> WHAT IS NEEDED
Wherever a line holds the word "DateTime", copy that line from the data.

Stored items:

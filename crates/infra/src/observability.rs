//! Tracing subscriber setup

use clientkey_common::error::{CommonError, CommonResult};
use clientkey_domain::LoggingConfig;
use tracing_subscriber::layer::SubscriberExt;
use tracing_subscriber::util::SubscriberInitExt;
use tracing_subscriber::EnvFilter;

/// Install the global tracing subscriber
///
/// `RUST_LOG` takes precedence over `config.filter`. Returns `false` when a
/// global subscriber was already installed, which leaves that one in place.
///
/// # Errors
///
/// Returns a config error if neither `RUST_LOG` nor `config.filter` is a valid
/// filter directive.
pub fn init_tracing(config: &LoggingConfig) -> CommonResult<bool> {
    let filter = build_filter(config)?;
    let registry = tracing_subscriber::registry().with(filter);

    let installed = if config.json {
        registry
            .with(tracing_subscriber::fmt::layer().json().with_current_span(true))
            .try_init()
            .is_ok()
    } else {
        registry.with(tracing_subscriber::fmt::layer().with_target(true)).try_init().is_ok()
    };

    if installed {
        tracing::debug!(json = config.json, "Tracing initialized");
    }
    Ok(installed)
}

fn build_filter(config: &LoggingConfig) -> CommonResult<EnvFilter> {
    EnvFilter::try_from_default_env().or_else(|_| {
        EnvFilter::try_new(&config.filter).map_err(|e| {
            CommonError::config_field("logging.filter", format!("invalid filter {:?}: {e}", config.filter))
        })
    })
}
use std::sync::Arc;

use chrono::{DateTime, Utc};
use clientkey_common::error::{CommonError, CommonResult};
use clientkey_domain::constants::{local_table_key, ACTIVITIES_RESOURCE, MAX_ACTIVITIES_PER_CLIENT};
use clientkey_domain::{generate_id, Record};
use serde_json::Value;
use tracing::debug;

use crate::ports::LocalStore;
use crate::records::{field_str, record_timestamp};

/// Per-resource record arrays over a [`LocalStore`]
///
/// Writes are read-modify-write of the whole array with no isolation between
/// concurrent writers; the last write wins.
#[derive(Clone)]
pub struct LocalTables {
    store: Arc<dyn LocalStore>,
    activity_cap: usize,
}

impl std::fmt::Debug for LocalTables {
    fn fmt(&self, f: &mut std::fmt::Formatter<'_>) -> std::fmt::Result {
        f.debug_struct("LocalTables").field("activity_cap", &self.activity_cap).finish()
    }
}

impl LocalTables {
    pub fn new(store: Arc<dyn LocalStore>) -> Self {
        Self { store, activity_cap: MAX_ACTIVITIES_PER_CLIENT }
    }

    /// Keep at most `cap` activities per client
    pub fn with_activity_cap(mut self, cap: usize) -> Self {
        self.activity_cap = cap;
        self
    }

    pub fn store(&self) -> &Arc<dyn LocalStore> {
        &self.store
    }

    pub fn load(&self, resource: &str) -> CommonResult<Vec<Record>> {
        match self.store.get_item(&local_table_key(resource))? {
            Some(raw) => serde_json::from_str(&raw).map_err(|e| {
                CommonError::serialization_format(
                    "json",
                    format!("corrupt local table {resource}: {e}"),
                )
            }),
            None => Ok(Vec::new()),
        }
    }

    pub fn save(&self, resource: &str, records: &[Record]) -> CommonResult<()> {
        let raw = serde_json::to_string(records)?;
        self.store.set_item(&local_table_key(resource), &raw)
    }

    /// Append a record, filling in `id` and timestamps the caller left out
    pub fn insert(&self, resource: &str, mut record: Record, now: DateTime<Utc>) -> CommonResult<Record> {
        if field_str(&record, "id").is_none() {
            record.insert("id".into(), Value::String(generate_id()));
        }
        let stamp = Value::String(now.to_rfc3339());
        record.entry("created_at").or_insert_with(|| stamp.clone());
        record.entry("updated_at").or_insert(stamp);

        let mut records = self.load(resource)?;
        records.push(record.clone());
        if resource == ACTIVITIES_RESOURCE {
            if let Some(client_id) = field_str(&record, "client_id") {
                self.prune_activities(&mut records, client_id);
            }
        }
        self.save(resource, &records)?;
        Ok(record)
    }

    /// Merge `changes` into the record with `id`
    pub fn update(
        &self,
        resource: &str,
        id: &str,
        changes: &Record,
        now: DateTime<Utc>,
    ) -> CommonResult<Record> {
        let mut records = self.load(resource)?;
        let record = records
            .iter_mut()
            .find(|r| field_str(r, "id") == Some(id))
            .ok_or_else(|| CommonError::not_found_with_id(resource, id))?;

        for (key, value) in changes {
            if key != "id" {
                record.insert(key.clone(), value.clone());
            }
        }
        record.insert("updated_at".into(), Value::String(now.to_rfc3339()));
        let updated = record.clone();

        self.save(resource, &records)?;
        Ok(updated)
    }

    /// Remove the record with `id`; returns whether one was removed
    pub fn delete(&self, resource: &str, id: &str) -> CommonResult<bool> {
        let mut records = self.load(resource)?;
        let before = records.len();
        records.retain(|r| field_str(r, "id") != Some(id));
        let removed = records.len() != before;
        if removed {
            self.save(resource, &records)?;
        }
        Ok(removed)
    }

    fn prune_activities(&self, records: &mut Vec<Record>, client_id: &str) {
        let mut owned: Vec<(usize, Option<DateTime<Utc>>)> = records
            .iter()
            .enumerate()
            .filter(|(_, r)| field_str(r, "client_id") == Some(client_id))
            .map(|(pos, r)| (pos, record_timestamp(r)))
            .collect();

        let excess = owned.len().saturating_sub(self.activity_cap);
        if excess == 0 {
            return;
        }

        owned.sort_by_key(|(_, ts)| *ts);
        let mut doomed: Vec<usize> = owned.into_iter().take(excess).map(|(pos, _)| pos).collect();
        doomed.sort_unstable_by(|a, b| b.cmp(a));
        for pos in doomed {
            records.remove(pos);
        }
        debug!(client_id, dropped = excess, "Pruned oldest activities");
    }
}
//! # ClientKey Domain
//!
//! Business domain types and models for ClientKey.
//!
//! This crate contains:
//! - Client and activity records with their typed request shapes
//! - The storage-agnostic query surface (`Query`, `QueryResponse`)
//! - Logical operations and the replay queue's operation record
//! - Domain error types and configuration structures
//!
//! ## Architecture
//! - No dependencies on other ClientKey crates
//! - Only external dependencies allowed
//! - Pure domain models and data structures

pub mod config;
pub mod constants;
pub mod errors;
pub mod macros;
pub mod types;

// Re-export commonly used items
pub use config::*;
pub use errors::*;
pub use types::*;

> SOLUTION TO THE PROBLEM
use chrono::{DateTime, Utc};
    pub fn insert(&self, resource: &str, mut record: Record, now: DateTime<Utc>) -> CommonResult<Record> {
        now: DateTime<Utc>,
        let mut owned: Vec<(usize, Option<DateTime<Utc>>)> = records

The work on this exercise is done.